■ YOUR ASSIGNMENT ■
Exactly reproduce each entry, leaving out nothing.

============

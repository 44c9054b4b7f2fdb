//! # Protocol Configuration & Constants
//!
//! Every magic number in keybridge lives here. If you're hardcoding a
//! constant somewhere else, you're doing it wrong and you owe the team
//! coffee.
//!
//! Both endpoints of the inbound channel must agree on every value in this
//! file — the wire format has no negotiation, on purpose. Changing a constant
//! here means redeploying the workload side in lockstep.

// ---------------------------------------------------------------------------
// Wire Framing
// ---------------------------------------------------------------------------

/// Length-prefix size on the inbound channel. Every frame starts with an
/// unsigned 64-bit big-endian byte count.
pub const FRAME_PREFIX_LEN: usize = 8;

/// Maximum relayed payload per frame, in plaintext bytes. One TLS read is
/// bounded by the same constant, which is the relay's only backpressure
/// mechanism: one bounded read per direction per loop turn.
pub const MAX_PLAINTEXT_LEN: usize = 64 * 1024;

/// Maximum frame body accepted off the wire. Sealed frames carry the GCM
/// authentication tag on top of the plaintext, so the wire bound is the
/// plaintext bound plus the tag.
pub const MAX_FRAME_LEN: u64 = (MAX_PLAINTEXT_LEN + AES_TAG_LENGTH) as u64;

// ---------------------------------------------------------------------------
// Cryptographic Parameters
// ---------------------------------------------------------------------------

/// Ed25519 signatures authenticate the handshake contributions.
/// Deterministic, compact, and nobody has broken it.
pub const SIGNING_ALGORITHM: &str = "Ed25519";

/// Ed25519 signature length. Always 64 bytes.
pub const SIGNATURE_LENGTH: usize = 64;

/// X25519 for the ephemeral key agreement. Same curve as Ed25519 but in
/// Montgomery form.
pub const KEY_EXCHANGE_ALGORITHM: &str = "X25519";

/// An X25519 public contribution is a 32-byte point encoding.
pub const CONTRIBUTION_LENGTH: usize = 32;

/// AES-256-GCM protects every post-handshake frame. 256-bit keys, 96-bit
/// nonces, 128-bit authentication tags.
pub const SYMMETRIC_ALGORITHM: &str = "AES-256-GCM";

/// AES-256-GCM key length in bytes.
pub const AES_KEY_LENGTH: usize = 32;

/// AES-256-GCM nonce length in bytes. 96 bits, the standard GCM size.
pub const AES_NONCE_LENGTH: usize = 12;

/// AES-256-GCM authentication tag length in bytes.
pub const AES_TAG_LENGTH: usize = 16;

/// Domain-separation context for the session-key derivation. BLAKE3's
/// `derive_key` mode keys its internal IV off this string, so session keys
/// cannot collide with any other BLAKE3 use anywhere.
pub const SESSION_KDF_CONTEXT: &str = "keybridge v1 relay session key";

// ---------------------------------------------------------------------------
// Nonce Direction Tags
// ---------------------------------------------------------------------------
//
// A 96-bit GCM nonce is composed as `tag (4 bytes, BE) || counter (8 bytes,
// BE)`. The two directions use distinct tags so a (key, nonce) pair can never
// repeat across directions even when the counters align, and a frame
// reflected back at its sender can never authenticate.

/// Nonce tag for frames sealed by the workload, opened by the proxy.
pub const DIR_WORKLOAD_TO_PROXY: u32 = 0x4B42_0001; // "KB" + 1

/// Nonce tag for frames sealed by the proxy, opened by the workload.
pub const DIR_PROXY_TO_WORKLOAD: u32 = 0x4B42_0002; // "KB" + 2

#[cfg(test)]
mod tests {
    use super::*;

    #[test]
    fn direction_tags_are_distinct() {
        // If these collide, nonce separation between directions is gone and
        // the whole channel design is void.
        assert_ne!(DIR_WORKLOAD_TO_PROXY, DIR_PROXY_TO_WORKLOAD);
    }

    #[test]
    fn frame_bound_covers_sealed_payload() {
        // A maximum-size plaintext, once sealed, must still fit in a frame.
        assert_eq!(MAX_FRAME_LEN, (MAX_PLAINTEXT_LEN + AES_TAG_LENGTH) as u64);
        assert!(MAX_FRAME_LEN > MAX_PLAINTEXT_LEN as u64);
    }

    #[test]
    fn crypto_parameter_sizes() {
        assert_eq!(SIGNATURE_LENGTH, 64);
        assert_eq!(CONTRIBUTION_LENGTH, 32);
        assert_eq!(AES_KEY_LENGTH, 32);
        assert_eq!(AES_NONCE_LENGTH, 12);
        assert_eq!(AES_TAG_LENGTH, 16);
        // tag (4) + counter (8) must compose exactly one GCM nonce.
        assert_eq!(4 + 8, AES_NONCE_LENGTH);
    }
}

============

■ WRITTEN SOLUTION ■
repository 44c9054b4b7f2fdb
//! # Protocol Configuration & Constants
//!
//! Every magic number in keybridge lives here. If you're hardcoding a
//! constant somewhere else, you're doing it wrong and you owe the team
//! coffee.
//!
//! Both endpoints of the inbound channel must agree on every value in this
//! file — the wire format has no negotiation, on purpose. Changing a constant
//! here means redeploying the workload side in lockstep.

// ---------------------------------------------------------------------------
// Wire Framing
// ---------------------------------------------------------------------------

/// Length-prefix size on the inbound channel. Every frame starts with an
/// unsigned 64-bit big-endian byte count.
pub const FRAME_PREFIX_LEN: usize = 8;

/// Maximum relayed payload per frame, in plaintext bytes. One TLS read is
/// bounded by the same constant, which is the relay's only backpressure
/// mechanism: one bounded read per direction per loop turn.
pub const MAX_PLAINTEXT_LEN: usize = 64 * 1024;

/// Maximum frame body accepted off the wire. Sealed frames carry the GCM
/// authentication tag on top of the plaintext, so the wire bound is the
/// plaintext bound plus the tag.
pub const MAX_FRAME_LEN: u64 = (MAX_PLAINTEXT_LEN + AES_TAG_LENGTH) as u64;

// ---------------------------------------------------------------------------
// Cryptographic Parameters
// ---------------------------------------------------------------------------

/// Ed25519 signatures authenticate the handshake contributions.
/// Deterministic, compact, and nobody has broken it.
pub const SIGNING_ALGORITHM: &str = "Ed25519";

/// Ed25519 signature length. Always 64 bytes.
pub const SIGNATURE_LENGTH: usize = 64;

/// X25519 for the ephemeral key agreement. Same curve as Ed25519 but in
/// Montgomery form.
pub const KEY_EXCHANGE_ALGORITHM: &str = "X25519";

/// An X25519 public contribution is a 32-byte point encoding.
pub const CONTRIBUTION_LENGTH: usize = 32;

/// AES-256-GCM protects every post-handshake frame. 256-bit keys, 96-bit
/// nonces, 128-bit authentication tags.
pub const SYMMETRIC_ALGORITHM: &str = "AES-256-GCM";

/// AES-256-GCM key length in bytes.
pub const AES_KEY_LENGTH: usize = 32;

/// AES-256-GCM nonce length in bytes. 96 bits, the standard GCM size.
pub const AES_NONCE_LENGTH: usize = 12;

/// AES-256-GCM authentication tag length in bytes.
pub const AES_TAG_LENGTH: usize = 16;

/// Domain-separation context for the session-key derivation. BLAKE3's
/// `derive_key` mode keys its internal IV off this string, so session keys
/// cannot collide with any other BLAKE3 use anywhere.
pub const SESSION_KDF_CONTEXT: &str = "keybridge v1 relay session key";

// ---------------------------------------------------------------------------
// Nonce Direction Tags
// ---------------------------------------------------------------------------
//
// A 96-bit GCM nonce is composed as `tag (4 bytes, BE) || counter (8 bytes,
// BE)`. The two directions use distinct tags so a (key, nonce) pair can never
// repeat across directions even when the counters align, and a frame
// reflected back at its sender can never authenticate.

/// Nonce tag for frames sealed by the workload, opened by the proxy.
pub const DIR_WORKLOAD_TO_PROXY: u32 = 0x4B42_0001; // "KB" + 1

/// Nonce tag for frames sealed by the proxy, opened by the workload.
pub const DIR_PROXY_TO_WORKLOAD: u32 = 0x4B42_0002; // "KB" + 2

#[cfg(test)]
mod tests {
    use super::*;

    #[test]
    fn direction_tags_are_distinct() {
        // If these collide, nonce separation between directions is gone and
        // the whole channel design is void.
        assert_ne!(DIR_WORKLOAD_TO_PROXY, DIR_PROXY_TO_WORKLOAD);
    }

    #[test]
    fn frame_bound_covers_sealed_payload() {
        // A maximum-size plaintext, once sealed, must still fit in a frame.
        assert_eq!(MAX_FRAME_LEN, (MAX_PLAINTEXT_LEN + AES_TAG_LENGTH) as u64);
        assert!(MAX_FRAME_LEN > MAX_PLAINTEXT_LEN as u64);
    }

    #[test]
    fn crypto_parameter_sizes() {
        assert_eq!(SIGNATURE_LENGTH, 64);
        assert_eq!(CONTRIBUTION_LENGTH, 32);
        assert_eq!(AES_KEY_LENGTH, 32);
        assert_eq!(AES_NONCE_LENGTH, 12);
        assert_eq!(AES_TAG_LENGTH, 16);
        // tag (4) + counter (8) must compose exactly one GCM nonce.
        assert_eq!(4 + 8, AES_NONCE_LENGTH);
    }
}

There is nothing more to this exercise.